----- DATA EXTRACT -----
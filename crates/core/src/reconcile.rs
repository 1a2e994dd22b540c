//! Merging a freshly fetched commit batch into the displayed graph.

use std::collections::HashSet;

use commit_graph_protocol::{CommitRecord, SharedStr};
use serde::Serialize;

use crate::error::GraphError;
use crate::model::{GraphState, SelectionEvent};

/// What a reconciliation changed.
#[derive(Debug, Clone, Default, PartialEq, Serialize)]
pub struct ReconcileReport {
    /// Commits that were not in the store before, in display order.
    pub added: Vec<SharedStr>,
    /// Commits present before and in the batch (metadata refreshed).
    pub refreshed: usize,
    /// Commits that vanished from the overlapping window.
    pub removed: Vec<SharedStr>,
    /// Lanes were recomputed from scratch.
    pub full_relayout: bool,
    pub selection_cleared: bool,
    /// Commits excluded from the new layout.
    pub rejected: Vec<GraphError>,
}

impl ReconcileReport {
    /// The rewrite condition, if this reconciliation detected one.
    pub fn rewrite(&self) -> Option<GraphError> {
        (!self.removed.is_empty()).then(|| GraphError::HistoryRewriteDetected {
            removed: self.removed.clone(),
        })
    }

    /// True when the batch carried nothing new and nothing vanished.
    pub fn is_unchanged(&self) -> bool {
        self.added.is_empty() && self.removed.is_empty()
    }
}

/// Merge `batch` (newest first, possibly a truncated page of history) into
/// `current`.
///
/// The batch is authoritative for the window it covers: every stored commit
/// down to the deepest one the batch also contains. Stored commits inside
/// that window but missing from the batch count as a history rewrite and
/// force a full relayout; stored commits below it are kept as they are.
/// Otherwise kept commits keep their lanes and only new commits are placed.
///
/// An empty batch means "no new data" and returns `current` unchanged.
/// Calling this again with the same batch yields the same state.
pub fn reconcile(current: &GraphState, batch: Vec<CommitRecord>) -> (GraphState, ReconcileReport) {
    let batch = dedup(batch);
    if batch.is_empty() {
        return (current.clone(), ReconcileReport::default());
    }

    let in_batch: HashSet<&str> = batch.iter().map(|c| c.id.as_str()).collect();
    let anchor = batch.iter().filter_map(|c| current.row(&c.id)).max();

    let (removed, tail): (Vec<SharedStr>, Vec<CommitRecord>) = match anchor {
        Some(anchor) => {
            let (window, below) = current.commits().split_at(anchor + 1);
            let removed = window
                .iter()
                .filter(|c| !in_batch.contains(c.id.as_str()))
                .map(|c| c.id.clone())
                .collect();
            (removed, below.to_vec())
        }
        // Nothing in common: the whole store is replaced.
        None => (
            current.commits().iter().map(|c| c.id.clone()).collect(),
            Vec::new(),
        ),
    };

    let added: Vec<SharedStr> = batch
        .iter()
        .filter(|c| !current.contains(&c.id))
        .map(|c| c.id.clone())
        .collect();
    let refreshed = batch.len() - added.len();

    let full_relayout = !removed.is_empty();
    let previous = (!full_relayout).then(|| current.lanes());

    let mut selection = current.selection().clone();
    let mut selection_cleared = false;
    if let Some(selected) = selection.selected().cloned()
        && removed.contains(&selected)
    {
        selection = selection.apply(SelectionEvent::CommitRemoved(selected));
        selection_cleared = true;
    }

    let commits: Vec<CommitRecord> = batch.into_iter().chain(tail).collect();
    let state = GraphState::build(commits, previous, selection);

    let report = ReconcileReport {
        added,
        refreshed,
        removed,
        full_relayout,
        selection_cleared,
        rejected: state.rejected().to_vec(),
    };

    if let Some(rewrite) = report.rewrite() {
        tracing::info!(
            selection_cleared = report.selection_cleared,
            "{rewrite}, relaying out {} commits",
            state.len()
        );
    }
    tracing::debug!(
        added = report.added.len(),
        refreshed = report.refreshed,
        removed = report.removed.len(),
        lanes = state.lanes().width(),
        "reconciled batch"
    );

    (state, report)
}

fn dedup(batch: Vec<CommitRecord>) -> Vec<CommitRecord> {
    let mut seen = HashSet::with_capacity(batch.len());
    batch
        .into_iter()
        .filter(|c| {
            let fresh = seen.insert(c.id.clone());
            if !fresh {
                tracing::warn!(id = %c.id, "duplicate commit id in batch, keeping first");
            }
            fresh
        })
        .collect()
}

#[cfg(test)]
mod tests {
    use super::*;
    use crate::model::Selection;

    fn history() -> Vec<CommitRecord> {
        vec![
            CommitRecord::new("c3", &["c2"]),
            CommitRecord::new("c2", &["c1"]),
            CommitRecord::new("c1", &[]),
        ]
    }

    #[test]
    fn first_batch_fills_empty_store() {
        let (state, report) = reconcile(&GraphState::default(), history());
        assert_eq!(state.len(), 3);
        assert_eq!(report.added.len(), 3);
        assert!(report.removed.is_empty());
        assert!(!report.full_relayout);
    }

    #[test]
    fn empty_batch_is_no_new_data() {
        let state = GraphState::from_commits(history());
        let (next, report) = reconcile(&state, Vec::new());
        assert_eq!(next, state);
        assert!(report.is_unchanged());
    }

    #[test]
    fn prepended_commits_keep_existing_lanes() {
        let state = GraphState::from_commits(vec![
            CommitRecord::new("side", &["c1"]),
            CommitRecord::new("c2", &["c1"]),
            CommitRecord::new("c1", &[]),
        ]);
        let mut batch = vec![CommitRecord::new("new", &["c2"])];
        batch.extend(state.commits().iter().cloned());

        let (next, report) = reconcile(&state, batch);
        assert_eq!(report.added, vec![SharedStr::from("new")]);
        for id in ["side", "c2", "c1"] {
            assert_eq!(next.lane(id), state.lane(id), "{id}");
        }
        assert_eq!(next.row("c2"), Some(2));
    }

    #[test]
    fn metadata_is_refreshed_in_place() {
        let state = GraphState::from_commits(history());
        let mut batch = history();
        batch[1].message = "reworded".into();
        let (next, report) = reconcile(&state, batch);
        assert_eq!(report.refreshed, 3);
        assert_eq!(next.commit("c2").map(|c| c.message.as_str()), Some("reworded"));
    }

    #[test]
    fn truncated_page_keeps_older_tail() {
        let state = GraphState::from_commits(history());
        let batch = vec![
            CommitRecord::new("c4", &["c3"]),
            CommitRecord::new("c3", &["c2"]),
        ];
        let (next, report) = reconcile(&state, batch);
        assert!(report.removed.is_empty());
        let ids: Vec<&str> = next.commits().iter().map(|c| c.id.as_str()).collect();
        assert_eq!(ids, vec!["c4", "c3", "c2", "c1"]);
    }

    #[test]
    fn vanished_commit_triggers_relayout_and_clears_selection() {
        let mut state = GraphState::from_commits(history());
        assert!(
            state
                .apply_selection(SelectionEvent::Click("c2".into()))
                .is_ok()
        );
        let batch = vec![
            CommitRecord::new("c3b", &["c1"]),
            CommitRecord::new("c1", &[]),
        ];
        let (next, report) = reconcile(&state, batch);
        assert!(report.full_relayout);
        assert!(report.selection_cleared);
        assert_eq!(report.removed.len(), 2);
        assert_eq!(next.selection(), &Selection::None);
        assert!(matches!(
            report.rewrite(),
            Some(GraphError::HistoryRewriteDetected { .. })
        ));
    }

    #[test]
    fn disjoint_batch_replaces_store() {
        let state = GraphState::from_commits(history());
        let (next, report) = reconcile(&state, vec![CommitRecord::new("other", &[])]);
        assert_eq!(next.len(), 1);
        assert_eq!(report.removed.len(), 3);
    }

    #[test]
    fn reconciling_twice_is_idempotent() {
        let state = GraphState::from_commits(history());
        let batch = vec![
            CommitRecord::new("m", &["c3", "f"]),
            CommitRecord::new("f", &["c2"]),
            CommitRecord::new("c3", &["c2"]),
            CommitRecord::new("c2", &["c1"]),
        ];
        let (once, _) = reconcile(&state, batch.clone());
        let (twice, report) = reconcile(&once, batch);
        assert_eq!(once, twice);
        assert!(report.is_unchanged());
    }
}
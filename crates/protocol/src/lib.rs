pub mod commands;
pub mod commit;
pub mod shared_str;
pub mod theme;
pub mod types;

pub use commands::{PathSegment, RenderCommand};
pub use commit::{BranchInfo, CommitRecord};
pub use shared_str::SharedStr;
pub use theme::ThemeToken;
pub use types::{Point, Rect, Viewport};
-----
• WORK TO BE COMPLETED:
Lines containing the word "that" must be found in the data above and copied.

• RESULT OF THE EXERCISE:
    /// Commits that were not in the store before, in display order.
    /// Commits that vanished from the overlapping window.
/// that window but missing from the batch count as a history rewrite and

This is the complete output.